How It’s Toxic for Us


Finally, we notice when we get objectified as inspiration porn. We feel objectified. It is toxic. Being objectified hurts our self-image and mental health. It erodes our ability to feel safe and like we can have even some privacy. It hampers our ability to set boundaries around privacy. It makes us feel like we have no control over our life and story. We notice, and it hurts in more ways than one.

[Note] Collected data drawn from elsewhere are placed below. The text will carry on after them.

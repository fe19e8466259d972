//! In-memory [`BrokerFacade`] used by the protocol test suites — no real
//! broker process is needed to exercise the rendezvous state machines.

use std::collections::HashMap;
use std::convert::Infallible;
use std::sync::Arc;
use std::time::Duration;

use bridge_proto::{DeviceSettings, Nonce, Priority};
use futures_util::stream::BoxStream;
use tokio::sync::{broadcast, Mutex};
use tokio_stream::wrappers::BroadcastStream;
use tokio_stream::StreamExt as _;

use crate::facade::{BrokerFacade, ElectionOutcome, SubmitStatus};

#[derive(Default)]
struct StreamState {
    down_data: Option<Vec<u8>>,
    up_data: Option<Vec<u8>>,
    up_listen: Option<String>,
    device_settings: Option<Vec<u8>>,
    slave_token: Option<String>,
}

/// Shared in-memory broker state, cloneable like a real connection handle.
#[derive(Clone)]
pub struct FakeBroker {
    streams: Arc<Mutex<HashMap<String, StreamState>>>,
    notify: Arc<Mutex<HashMap<String, broadcast::Sender<Nonce>>>>,
}

impl Default for FakeBroker {
    fn default() -> Self {
        Self::new()
    }
}

impl FakeBroker {
    pub fn new() -> Self {
        Self {
            streams: Arc::new(Mutex::new(HashMap::new())),
            notify: Arc::new(Mutex::new(HashMap::new())),
        }
    }

    async fn notifier_for(&self, stream: &str) -> broadcast::Sender<Nonce> {
        let mut notify = self.notify.lock().await;
        notify
            .entry(stream.to_string())
            .or_insert_with(|| broadcast::channel(64).0)
            .clone()
    }
}

impl BrokerFacade for FakeBroker {
    type Error = Infallible;

    async fn publish_request(
        &self,
        stream: &str,
        data: &[u8],
        settings: &DeviceSettings,
        nonce: &Nonce,
    ) -> Result<(), Self::Error> {
        {
            let mut streams = self.streams.lock().await;
            let state = streams.entry(stream.to_string()).or_default();
            state.up_data = None;
            state.up_listen = Some(nonce.as_str().to_string());
            state.down_data = Some(data.to_vec());
            state.device_settings = Some(settings.to_json_bytes());
        }
        let sender = self.notifier_for(stream).await;
        let _ = sender.send(nonce.clone());
        Ok(())
    }

    async fn await_reply(
        &self,
        stream: &str,
        nonce: &Nonce,
        timeout: Duration,
    ) -> Result<bool, Self::Error> {
        loop {
            {
                let streams = self.streams.lock().await;
                if streams.get(stream).is_some_and(|s| s.up_data.is_some()) {
                    return Ok(true);
                }
            }
            if nonce.elapsed() > timeout {
                return Ok(false);
            }
            tokio::time::sleep(Duration::from_millis(1)).await;
        }
    }

    async fn consume_reply(&self, stream: &str) -> Result<Option<Vec<u8>>, Self::Error> {
        let mut streams = self.streams.lock().await;
        let state = streams.entry(stream.to_string()).or_default();
        state.down_data = None;
        state.up_listen = None;
        Ok(state.up_data.take())
    }

    async fn pickup(
        &self,
        stream: &str,
        nonce: &Nonce,
        priority: Priority,
    ) -> Result<Option<(Vec<u8>, DeviceSettings)>, Self::Error> {
        let streams = self.streams.lock().await;
        let Some(state) = streams.get(stream) else {
            return Ok(None);
        };
        let Some(payload) = state.down_data.clone() else {
            return Ok(None);
        };
        if state.slave_token.as_deref() != Some(priority.as_str()) {
            return Ok(None);
        }
        if state.up_listen.as_deref() != Some(nonce.as_str()) {
            return Ok(None);
        }
        let settings = state
            .device_settings
            .as_deref()
            .and_then(|bytes| DeviceSettings::from_json_bytes(bytes).ok())
            .unwrap_or_else(DeviceSettings::empty);
        Ok(Some((payload, settings)))
    }

    async fn submit_reply(
        &self,
        stream: &str,
        nonce: &Nonce,
        payload: &[u8],
    ) -> Result<SubmitStatus, Self::Error> {
        let mut streams = self.streams.lock().await;
        let state = streams.entry(stream.to_string()).or_default();
        if state.up_listen.as_deref() != Some(nonce.as_str()) {
            return Ok(SubmitStatus::Stale);
        }
        if state.up_data.is_some() {
            return Ok(SubmitStatus::AlreadyAnswered);
        }
        state.up_data = Some(payload.to_vec());
        Ok(SubmitStatus::Accepted)
    }

    async fn refresh_slave_token(
        &self,
        stream: &str,
        priority: Priority,
    ) -> Result<ElectionOutcome, Self::Error> {
        let mut streams = self.streams.lock().await;
        let state = streams.entry(stream.to_string()).or_default();
        match &state.slave_token {
            None => {
                state.slave_token = Some(priority.as_str().to_string());
                Ok(ElectionOutcome::Granted)
            }
            Some(_) if priority == Priority::High => {
                state.slave_token = Some(priority.as_str().to_string());
                Ok(ElectionOutcome::Granted)
            }
            Some(_) => Ok(ElectionOutcome::Denied),
        }
    }

    async fn subscribe(&self, stream: &str) -> Result<BoxStream<'static, Nonce>, Self::Error> {
        let sender = self.notifier_for(stream).await;
        let receiver = sender.subscribe();
        let stream = BroadcastStream::new(receiver).filter_map(|item| item.ok());
        Ok(Box::pin(stream))
    }
}
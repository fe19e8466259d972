use std::time::Duration;

use bridge_proto::{DeviceSettings, Nonce};
use broker::BrokerFacade;
use tracing::{debug, error};

/// Result of one master-side round-trip.
#[derive(Debug, Clone, PartialEq, Eq)]
pub enum MasterOutcome {
    /// A slave's reply, ready to write back to the local client.
    Reply(Vec<u8>),
    /// No reply arrived within `upstream_timeout`, or the broker connection
    /// failed; the caller writes the literal `TOUT` sentinel.
    Timeout,
}

/// Drive one request/reply round-trip: SENDING, WAITING, COLLECTING.
///
/// `consume_reply` runs unconditionally, whether or not a reply arrived —
/// this is what satisfies invariant I3 (`S#down#data`/`S#up#listen` cleared
/// before the master accepts its next request) even on a timeout.
pub async fn run_master_round_trip<B>(
    broker: &B,
    stream: &str,
    data: &[u8],
    settings: &DeviceSettings,
    upstream_timeout: Duration,
) -> MasterOutcome
where
    B: BrokerFacade,
{
    let nonce = Nonce::now();

    if let Err(e) = broker.publish_request(stream, data, settings, &nonce).await {
        error!(%stream, error = %e, "broker connection lost publishing request");
        return MasterOutcome::Timeout;
    }
    debug!(%stream, %nonce, "request published, waiting for reply");

    if let Err(e) = broker.await_reply(stream, &nonce, upstream_timeout).await {
        error!(%stream, error = %e, "broker connection lost awaiting reply");
        return MasterOutcome::Timeout;
    }

    match broker.consume_reply(stream).await {
        Ok(Some(reply)) => MasterOutcome::Reply(reply),
        Ok(None) => MasterOutcome::Timeout,
        Err(e) => {
            error!(%stream, error = %e, "broker connection lost consuming reply");
            MasterOutcome::Timeout
        }
    }
}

Conclusion: The Vicious Cycle


And of course, the way these viral stories get reported and commented on further a vicious cycle, encompassed in the following:
  1. We (disabled people) get seen as other: less than human, or a lower level of human.
  2. Because we are other, acts of kindness toward us seem newsworthy. We are not real people, after all. We are other. Kindness toward unpeople is as newsworthy as large-scale natural disasters and transportation accidents.
  3. The writers of these news stories objectify us. We are pity objects and have no agency. We exist to make people feel good about their deeds. We reach the bare minimum of humanity, if we are human at all. They make us seem other by teaching people that it’s a miracle anyone is nice to us at all.
  4. We get seen as other. Kindness toward us is newsworthy. We get objectified. People learn that being nice to us is miraculous. We get seen as other
But we are here and human. We can tell our own stories, if anyone bothers to ask. If no one asks, we tell them anyway. We can be our own advocates, and we can also be activists and writers and professionals. The Developmental Disabilities Act says “disability is a natural part of human experience,” and this is true. It is past time that non-disabled people get accustomed to seeing disabled people in their midst as normal, rather than as a news story.